藁にもすがりたいひとたくさんいるだろうから。
結婚や子育てのくだり、
特に結婚の話はちょっとだけヒリリとしたな。
健康への執着。
これまで支払ってきた苦労へのコスト。
「体力をつける体力がない」、名文だったな。
涙ぐましい努力をしてでも
健康を目指しているほうが楽という話。
こころ持ちの大切さを感じた。
Posted by ブクログ
共感しきりの虚弱エッセイ。そうそう、虚弱ってハンデだよね…。一日数時間しか働けない、お出かけは週1程度、健康にいるための活動で時間を取られる…などなど、深く頷く。
著者は私より大変そうだし、年代が違うので軽々しく「わかるー!」とは言えないけれど、私も10代から薄々「健康だけど人より体力ない…?」と思い、20代前半で確信を持ったクチなので、「まだ若いのに」という周囲の無理解さにうっすら傷つくのは、大変よくわかります。
ほんと、自分の身体に合わせた活動量で生きていくしかないね、、多数派ではないけれど、自分だけじゃない。そのことに気づかせてくれてありがとう。
あと装丁が素敵。昭和レトロ(か分からんけど)な色合い、デザインで。
Posted by ブクログ
私も本当に体力がなくて、体調のいい日の方が少ないような人生を送っているため、共感できる本なのではと思っていました、が…
思っていた以上に壮絶で、健康のために時間も労力もかけて本気で挑んでいらっしゃって、驚きの方が勝った。
私はしんどいなあと思いながらもいわゆる“普通”に就職し、働けているけれど、もちろんそういう働き方ができない人もたくさんいる。じゃあそういう人はどう生きているのか、そのひとつの例をかなり赤裸々に語ってくれている。
元気に働ける時間が少ない中でのフリーランスのお金事情や、障害者年金、就労のあれこれなど、まだまだ私には想像力語りていなかったなと思わされた。
ままならない自分の身体ととことん向き合い、試行錯誤を続ける終電さんは、きっとご自身の身体の声を他の人よりもたくさんたくさん聞いていると思う。勇気づけられると同時に、何かそれが報われる日が来ればいいのにな、と勝手に思ってしまった。
身体の強さって不平等だなぁと思う。
でも、だからこそ生まれた本。
虚弱を抱えるみんなで励まし合いながら、なんとかサバイブしていきたい。
Posted by ブクログ
資本主義の限界、働くことと貨幣が必要不可欠である社会の脆さ、を再認識した一冊とでもいえようか。

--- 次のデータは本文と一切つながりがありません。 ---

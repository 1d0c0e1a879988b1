//! Frontend configuration module
//!
//! Holds the fixed base URL every API request is issued against.

/// Frontend configuration for URLs and external settings.
#[derive(Debug, Clone, PartialEq, Eq)]
pub struct AppConfig {
    /// Base URL of the backend API.
    pub api_base_url: String,
}

impl Default for AppConfig {
    fn default() -> Self {
        Self {
            api_base_url: option_env!("SHEETDROP_API_URL")
                .unwrap_or("/api")
                .to_string(),
        }
    }
}

impl AppConfig {
    /// Create a new configuration instance.
    pub fn new() -> Self {
        Self::default()
    }
}

#[cfg(test)]
mod tests {
    use super::*;

    #[test]
    fn test_default_base_url_is_set() {
        let config = AppConfig::new();
        assert!(!config.api_base_url.is_empty());
    }

    #[test]
    fn test_config_clone_matches() {
        let config = AppConfig::default();
        assert_eq!(config.clone(), config);
    }
}
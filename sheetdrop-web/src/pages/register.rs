use shared::models::RegisterRequest;
use wasm_bindgen_futures::spawn_local;
use web_sys::HtmlInputElement;
use yew::prelude::*;
use yew_router::hooks::use_navigator;
use yew_router::prelude::Link;
use yewdux::prelude::use_store;

use crate::{api::ApiClient, models::app_state::AppState, routes::MainRoute, session::AuthController};

#[function_component(RegisterPage)]
pub fn register_page() -> Html {
    let client = use_context::<ApiClient>().expect("ApiClient context missing");
    let (_state, dispatch) = use_store::<AppState>();
    let name = use_state(String::new);
    let email = use_state(String::new);
    let password = use_state(String::new);
    let error = use_state(|| None::<String>);
    let loading = use_state(|| false);
    let navigator = use_navigator();

    let onsubmit = {
        let name_handle = name.clone();
        let email_handle = email.clone();
        let password_handle = password.clone();
        let error_handle = error.clone();
        let loading_handle = loading.clone();
        let controller = AuthController::new(client, dispatch);
        Callback::from(move |event: SubmitEvent| {
            event.prevent_default();
            let details = RegisterRequest {
                name: (*name_handle).clone(),
                email: (*email_handle).clone(),
                password: (*password_handle).clone(),
            };
            loading_handle.set(true);
            error_handle.set(None);
            let controller = controller.clone();
            let loading_ref = loading_handle.clone();
            let error_ref = error_handle.clone();
            let navigator_handle = navigator.clone();
            spawn_local(async move {
                match controller.register(&details).await {
                    Ok(()) => {
                        if let Some(ref nav) = navigator_handle {
                            nav.push(&MainRoute::Home);
                        }
                    }
                    Err(err) => error_ref.set(Some(err.to_string())),
                }
                loading_ref.set(false);
            });
        })
    };

    let on_name_change = input_setter(name.clone());
    let on_email_change = input_setter(email.clone());
    let on_password_change = input_setter(password.clone());

    let is_busy = *loading;
    let disable_submit =
        (*name).is_empty() || (*email).is_empty() || (*password).is_empty() || is_busy;

    html! {
        <div class="flex items-center justify-center min-h-screen bg-base-200">
            <div class="card w-full max-w-md shadow-lg bg-base-100">
                <form class="card-body" onsubmit={onsubmit}>
                    <h2 class="card-title text-2xl">{"Create your account"}</h2>
                    if let Some(message) = &*error {
                        <div class="alert alert-error">
                            <span>{message.clone()}</span>
                        </div>
                    }
                    <div class="form-control">
                        <label class="label" for="name">
                            <span class="label-text">{"Name"}</span>
                        </label>
                        <input
                            id="name"
                            class="input input-bordered"
                            type="text"
                            required=true
                            value={(*name).clone()}
                            oninput={on_name_change}
                        />
                    </div>
                    <div class="form-control">
                        <label class="label" for="email">
                            <span class="label-text">{"Email"}</span>
                        </label>
                        <input
                            id="email"
                            class="input input-bordered"
                            type="email"
                            required=true
                            value={(*email).clone()}
                            oninput={on_email_change}
                        />
                    </div>
                    <div class="form-control">
                        <label class="label" for="password">
                            <span class="label-text">{"Password"}</span>
                        </label>
                        <input
                            id="password"
                            class="input input-bordered"
                            type="password"
                            required=true
                            value={(*password).clone()}
                            oninput={on_password_change}
                        />
                    </div>
                    <div class="form-control mt-6">
                        <button class="btn btn-primary" type="submit" disabled={disable_submit}>
                            {if is_busy { "Creating account..." } else { "Register" }}
                        </button>
                    </div>
                    <p class="text-sm text-center mt-2">
                        {"Already registered? "}
                        <Link<MainRoute> to={MainRoute::Login} classes="link link-primary">
                            {"Sign in"}
                        </Link<MainRoute>>
                    </p>
                </form>
            </div>
        </div>
    }
}

fn input_setter(state: UseStateHandle<String>) -> Callback<InputEvent> {
    Callback::from(move |event: InputEvent| {
        if let Some(input) = event.target_dyn_into::<HtmlInputElement>() {
            state.set(input.value());
        }
    })
}
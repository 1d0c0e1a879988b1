//! The backend's error body.

use serde::{Deserialize, Serialize};

/// Error payload the backend attaches to non-2xx responses.
#[derive(Debug, Clone, Deserialize, Serialize, PartialEq, Eq)]
pub struct ErrorResponse {
    /// The main error message.
    pub message: String,
    /// Optional additional details about the error.
    #[serde(default)]
    pub details: Option<String>,
}

impl ErrorResponse {
    /// Creates a new error response with just a message.
    pub fn new(message: impl Into<String>) -> Self {
        Self {
            message: message.into(),
            details: None,
        }
    }
}

impl std::fmt::Display for ErrorResponse {
    fn fmt(&self, f: &mut std::fmt::Formatter<'_>) -> std::fmt::Result {
        match &self.details {
            Some(details) => write!(f, "{}: {}", self.message, details),
            None => write!(f, "{}", self.message),
        }
    }
}

#[cfg(test)]
mod tests {
    use super::*;

    #[test]
    fn test_display_without_details() {
        let error = ErrorResponse::new("Import failed");
        assert_eq!(error.to_string(), "Import failed");
    }

    #[test]
    fn test_parse_backend_body() {
        let error: ErrorResponse =
            serde_json::from_str(r#"{"message": "Invalid file", "details": "row 3"}"#).unwrap();

        assert_eq!(error.to_string(), "Invalid file: row 3");
    }
}
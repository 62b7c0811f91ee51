//! Bulb lighting: the bulb glows while any particle passes close to it.

use crate::particle::Particle;
use spark_core::Vec2;

/// Proximity detector around the bulb.
#[derive(Debug, Clone, Copy, PartialEq)]
pub struct BulbSensor {
    pub position: Vec2,
    pub radius: f64,
    pub margin: f64,
}

impl BulbSensor {
    pub fn new(position: Vec2, radius: f64, margin: f64) -> Self {
        Self {
            position,
            radius,
            margin,
        }
    }

    /// Distance under which a particle lights the bulb
    pub fn threshold(&self) -> f64 {
        self.radius + self.margin
    }

    /// Whether a particle at `point` lights the bulb (strictly inside the threshold)
    pub fn detects(&self, point: Vec2) -> bool {
        point.distance(self.position) < self.threshold()
    }

    /// Lit state for a set of particles. Not sticky: an empty set is dark.
    pub fn resolve<'a>(&self, particles: impl IntoIterator<Item = &'a Particle>) -> bool {
        particles.into_iter().any(|p| self.detects(p.position))
    }
}

#[cfg(test)]
mod tests {
    use super::*;
    use spark_core::ParticleId;

    fn particle_at(x: f64, y: f64) -> Particle {
        Particle {
            id: ParticleId(0),
            position: Vec2::new(x, y),
            target_index: 1,
            completed_lap: false,
        }
    }

    #[test]
    fn threshold_is_strict() {
        let sensor = BulbSensor::new(Vec2::new(300.0, 300.0), 25.0, 10.0);
        assert!(sensor.detects(Vec2::new(266.0, 300.0)));
        assert!(!sensor.detects(Vec2::new(265.0, 300.0)));
    }

    #[test]
    fn resolve_is_any_particle() {
        let sensor = BulbSensor::new(Vec2::ZERO, 5.0, 0.0);
        let far = particle_at(100.0, 0.0);
        let near = particle_at(3.0, 4.0 - 1e-9);
        assert!(!sensor.resolve([&far]));
        assert!(sensor.resolve([&far, &near]));
        assert!(!sensor.resolve(std::iter::empty::<&Particle>()));
    }
}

彼女が勇気を振り絞って書き留めた彼女の現実、それをできる限り受け止めようと努力した訳だが、やはりどこかからふつふつと現れるのは、その現実を素直に読み進められない自分。その事実に、勝手に、もの凄く落ち込んだ。
虚弱であることを強制的に叩きつけられた人を、同時代を生きる社会の構成員として当たり前に支えたいと願う一方で、(とんでもなく底意地の悪い言い方をすれば)健康体として生まれてしまった自分は、働き、稼ぎ、納めることしか歓迎されないのだろうか、と思えてしまえなくもないのだ。働かない理由も、社会から離脱する理由もない健康な自分には、週5日フルタイムで動けるまで働き続けるしかないのでは、と。この思考は危険だろうか。歪んでいるだろうか。
健康だができるなら極力働きたくない身としては、極論、本当の意味で「働きたい人だけが働ける」社会に早いところ到達してしまわないかと思うわけだが、それは怠惰、ないしは責任の放棄でしかないのだろうか。
これからの社会の在り方について、是非建設的な話し合いを進めていきたい。
Posted by ブクログ
理由のわからない、病名のつかない不調というのは不安でしかない。
虚弱というワードが最適解とも思える。
自分は割と体力があった方だから作者の悩み、苦しみに完全に共感…とまではいかないが、悩み苦しんでいるからこそ維持するために継続しているラジオ体操や食生活、私のように健康がデフォルトになっている人が健康を失って初めて取組むことを20代のうちから実施しているというだけですごいと思う。
これは凄まじい自己分析と努力のエッセイ。
今は他人事のように読んでいる人も、いつかわかる時が来るのかもしれない。
そして虚弱の人がいるという事実は周りと比べて普通を求める日本の在り方に一石を投じたような気がする。